Start of Block

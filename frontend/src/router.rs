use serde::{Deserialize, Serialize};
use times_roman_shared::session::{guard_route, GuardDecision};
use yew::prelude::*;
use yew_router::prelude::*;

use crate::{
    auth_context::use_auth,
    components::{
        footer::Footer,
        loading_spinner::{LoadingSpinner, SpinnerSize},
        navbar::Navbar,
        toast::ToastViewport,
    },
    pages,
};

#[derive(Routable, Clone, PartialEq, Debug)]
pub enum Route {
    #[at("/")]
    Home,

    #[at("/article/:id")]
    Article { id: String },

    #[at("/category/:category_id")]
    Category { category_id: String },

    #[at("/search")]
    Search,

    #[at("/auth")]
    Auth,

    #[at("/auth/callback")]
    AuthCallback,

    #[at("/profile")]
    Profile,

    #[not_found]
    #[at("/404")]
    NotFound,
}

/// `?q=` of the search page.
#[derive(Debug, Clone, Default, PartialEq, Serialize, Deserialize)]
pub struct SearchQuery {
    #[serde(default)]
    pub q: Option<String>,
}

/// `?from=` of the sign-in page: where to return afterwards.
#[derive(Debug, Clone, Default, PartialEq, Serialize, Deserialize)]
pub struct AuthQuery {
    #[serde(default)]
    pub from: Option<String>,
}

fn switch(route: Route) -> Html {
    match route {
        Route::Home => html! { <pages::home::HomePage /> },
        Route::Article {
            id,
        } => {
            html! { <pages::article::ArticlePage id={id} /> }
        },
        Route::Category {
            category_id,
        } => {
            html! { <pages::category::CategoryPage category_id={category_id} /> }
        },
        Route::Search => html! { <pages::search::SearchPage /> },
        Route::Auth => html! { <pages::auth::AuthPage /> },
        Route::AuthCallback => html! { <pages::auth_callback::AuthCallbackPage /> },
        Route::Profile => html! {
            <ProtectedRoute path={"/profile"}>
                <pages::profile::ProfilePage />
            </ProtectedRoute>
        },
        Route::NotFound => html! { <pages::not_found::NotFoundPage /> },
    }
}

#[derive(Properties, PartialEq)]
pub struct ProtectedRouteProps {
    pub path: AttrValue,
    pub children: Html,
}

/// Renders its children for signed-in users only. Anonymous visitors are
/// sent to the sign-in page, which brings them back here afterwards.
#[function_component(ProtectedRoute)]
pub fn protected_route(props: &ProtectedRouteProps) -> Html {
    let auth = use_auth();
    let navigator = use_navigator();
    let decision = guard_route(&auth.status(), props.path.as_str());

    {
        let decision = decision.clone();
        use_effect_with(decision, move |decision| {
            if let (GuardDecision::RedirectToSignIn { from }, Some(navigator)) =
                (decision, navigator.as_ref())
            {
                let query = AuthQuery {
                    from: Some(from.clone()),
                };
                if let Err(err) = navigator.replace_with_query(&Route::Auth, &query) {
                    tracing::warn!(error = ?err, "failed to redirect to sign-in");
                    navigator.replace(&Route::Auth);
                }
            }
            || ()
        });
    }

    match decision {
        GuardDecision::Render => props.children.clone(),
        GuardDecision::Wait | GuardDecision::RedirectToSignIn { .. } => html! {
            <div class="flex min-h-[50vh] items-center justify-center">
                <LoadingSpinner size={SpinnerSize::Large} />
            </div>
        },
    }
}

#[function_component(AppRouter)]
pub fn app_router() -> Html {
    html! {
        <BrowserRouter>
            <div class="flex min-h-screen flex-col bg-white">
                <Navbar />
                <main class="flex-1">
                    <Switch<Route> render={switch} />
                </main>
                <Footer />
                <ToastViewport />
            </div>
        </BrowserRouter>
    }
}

End of Block
Start of Block

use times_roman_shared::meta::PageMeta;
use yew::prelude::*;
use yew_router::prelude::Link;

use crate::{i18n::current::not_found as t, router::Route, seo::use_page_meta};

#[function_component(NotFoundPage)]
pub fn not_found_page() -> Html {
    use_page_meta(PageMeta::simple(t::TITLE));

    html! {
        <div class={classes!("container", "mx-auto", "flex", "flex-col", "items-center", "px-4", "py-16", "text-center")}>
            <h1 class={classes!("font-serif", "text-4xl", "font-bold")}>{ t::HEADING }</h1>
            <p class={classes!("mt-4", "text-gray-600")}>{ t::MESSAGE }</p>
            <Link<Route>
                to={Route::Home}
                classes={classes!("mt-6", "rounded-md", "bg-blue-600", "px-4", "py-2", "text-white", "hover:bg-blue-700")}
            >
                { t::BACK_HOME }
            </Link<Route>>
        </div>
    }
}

End of Block

The word "derive" is the filter: copy every line of the listing above that contains it.

#[derive(Routable, Clone, PartialEq, Debug)]
#[derive(Debug, Clone, Default, PartialEq, Serialize, Deserialize)]
#[derive(Debug, Clone, Default, PartialEq, Serialize, Deserialize)]
#[derive(Properties, PartialEq)]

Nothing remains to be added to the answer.